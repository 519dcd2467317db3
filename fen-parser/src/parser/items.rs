// Top-level item parsing: functions, structs, traits, trait impls

use super::Parser;
use crate::ParseError;
use fen_ast::{
    Field, FunctionDef, NodeId, Param, StructDef, TraitDef, TraitFunction, TraitImplDef, TypeNode,
};
use fen_lexer::Token;

impl Parser {
    /// `def name<T, ...>(a: A, ...) -> R { ... }`
    pub(crate) fn parse_function(&mut self) -> Result<FunctionDef, ParseError> {
        let start = self.peek_span();
        self.consume(&Token::Def, "expected 'def'")?;
        let name = self.consume_ident("expected function name")?;
        let type_params = self.parse_type_params()?;
        let params = self.parse_params()?;
        let return_type = if self.match_token(&Token::Arrow) {
            Some(self.parse_type()?)
        } else {
            None
        };
        let body = self.parse_block()?;
        let span = start.to(self.prev_span());
        Ok(FunctionDef {
            name,
            type_params,
            params,
            return_type,
            body,
            span,
            id: NodeId::fresh(),
        })
    }

    fn parse_params(&mut self) -> Result<Vec<Param>, ParseError> {
        self.consume(&Token::LParen, "expected '(' after function name")?;
        let mut params = Vec::new();
        if !self.check(&Token::RParen) {
            loop {
                let start = self.peek_span();
                let name = self.consume_ident("expected parameter name")?;
                self.consume(&Token::Colon, "expected ':' after parameter name")?;
                let ty = self.parse_type()?;
                let span = start.to(self.prev_span());
                params.push(Param { name, ty, span });
                if !self.match_token(&Token::Comma) {
                    break;
                }
            }
        }
        self.consume(&Token::RParen, "expected ')' after parameters")?;
        Ok(params)
    }

    /// `struct Name<T, ...> { field: Type, ... }`
    pub(crate) fn parse_struct(&mut self) -> Result<StructDef, ParseError> {
        let start = self.peek_span();
        self.consume(&Token::Struct, "expected 'struct'")?;
        let name = self.consume_ident("expected struct name")?;
        let type_params = self.parse_type_params()?;
        self.consume(&Token::LBrace, "expected '{' after struct name")?;
        let mut fields = Vec::new();
        while !self.check(&Token::RBrace) {
            let field_start = self.peek_span();
            let field_name = self.consume_ident("expected field name")?;
            self.consume(&Token::Colon, "expected ':' after field name")?;
            let ty = self.parse_type()?;
            let span = field_start.to(self.prev_span());
            fields.push(Field {
                name: field_name,
                ty,
                span,
            });
            if !self.match_token(&Token::Comma) {
                break;
            }
        }
        self.consume(&Token::RBrace, "expected '}' after struct fields")?;
        let span = start.to(self.prev_span());
        Ok(StructDef {
            name,
            type_params,
            fields,
            span,
            id: NodeId::fresh(),
        })
    }

    /// `trait Name<T, ...> { def m(a: A) -> R; ... }`
    pub(crate) fn parse_trait(&mut self) -> Result<TraitDef, ParseError> {
        let start = self.peek_span();
        self.consume(&Token::Trait, "expected 'trait'")?;
        let name = self.consume_ident("expected trait name")?;
        let type_params = self.parse_type_params()?;
        self.consume(&Token::LBrace, "expected '{' after trait name")?;
        let mut functions = Vec::new();
        while !self.check(&Token::RBrace) {
            let fn_start = self.peek_span();
            self.consume(&Token::Def, "expected 'def' in trait body")?;
            let fn_name = self.consume_ident("expected trait method name")?;
            let params = self.parse_params()?;
            let return_type = if self.match_token(&Token::Arrow) {
                Some(self.parse_type()?)
            } else {
                None
            };
            self.consume(&Token::Semicolon, "expected ';' after trait method signature")?;
            let span = fn_start.to(self.prev_span());
            functions.push(TraitFunction {
                name: fn_name,
                params,
                return_type,
                span,
                id: NodeId::fresh(),
            });
        }
        self.consume(&Token::RBrace, "expected '}' after trait body")?;
        let span = start.to(self.prev_span());
        Ok(TraitDef {
            name,
            type_params,
            functions,
            span,
            id: NodeId::fresh(),
        })
    }

    /// `impl<T, ...> Trait<...> for Target { def m ... }`
    pub(crate) fn parse_trait_impl(&mut self) -> Result<TraitImplDef, ParseError> {
        let start = self.peek_span();
        self.consume(&Token::Impl, "expected 'impl'")?;
        let type_params = self.parse_type_params()?;
        let trait_name = self.consume_ident("expected trait name after 'impl'")?;
        let trait_args = if self.check(&Token::Lt) {
            self.parse_type_args()?
        } else {
            Vec::new()
        };
        self.consume(&Token::For, "expected 'for' in trait impl")?;
        let target: TypeNode = self.parse_type()?;
        self.consume(&Token::LBrace, "expected '{' after impl target")?;
        let mut functions = Vec::new();
        while !self.check(&Token::RBrace) {
            functions.push(self.parse_function()?);
        }
        self.consume(&Token::RBrace, "expected '}' after impl body")?;
        let span = start.to(self.prev_span());
        Ok(TraitImplDef {
            type_params,
            trait_name,
            trait_args,
            target,
            functions,
            span,
            id: NodeId::fresh(),
        })
    }
}

#[cfg(test)]
mod tests {
    use super::*;

    #[test]
    fn test_struct_with_params() {
        let mut parser = Parser::new("struct Box<T> { item: T }").expect("lexer failure");
        let def = parser.parse_struct().expect("parse failure");
        assert_eq!(def.name, "Box");
        assert_eq!(def.type_params.len(), 1);
        assert_eq!(def.fields.len(), 1);
        assert_eq!(def.fields[0].name, "item");
    }

    #[test]
    fn test_generic_impl() {
        let source = "impl<T: Into> Read<T> for Source { def read() -> T { return self.value; } }";
        let mut parser = Parser::new(source).expect("lexer failure");
        let imp = parser.parse_trait_impl().expect("parse failure");
        assert_eq!(imp.trait_name, "Read");
        assert_eq!(imp.type_params.len(), 1);
        assert_eq!(imp.trait_args.len(), 1);
        assert_eq!(imp.functions.len(), 1);
    }

    #[test]
    fn test_impl_trait_return() {
        let source = "def get(flag: Bool) -> impl Into<String> { return 7; }";
        let mut parser = Parser::new(source).expect("lexer failure");
        let func = parser.parse_function().expect("parse failure");
        assert!(matches!(
            func.return_type,
            Some(TypeNode::ImplTrait { .. })
        ));
    }

    #[test]
    fn test_unit_return_omitted() {
        let source = "def log(message: String) { echo(message); }";
        let mut parser = Parser::new(source).expect("lexer failure");
        let func = parser.parse_function().expect("parse failure");
        assert!(func.return_type.is_none());
    }
}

__WHAT YOU SHOULD DO__
Reproduce every line of the material above that has the string "ParseError".

__SOLUTION TO THIS PROBLEM__
use crate::ParseError;
    pub(crate) fn parse_function(&mut self) -> Result<FunctionDef, ParseError> {
    fn parse_params(&mut self) -> Result<Vec<Param>, ParseError> {
    pub(crate) fn parse_struct(&mut self) -> Result<StructDef, ParseError> {
    pub(crate) fn parse_trait(&mut self) -> Result<TraitDef, ParseError> {
    pub(crate) fn parse_trait_impl(&mut self) -> Result<TraitImplDef, ParseError> {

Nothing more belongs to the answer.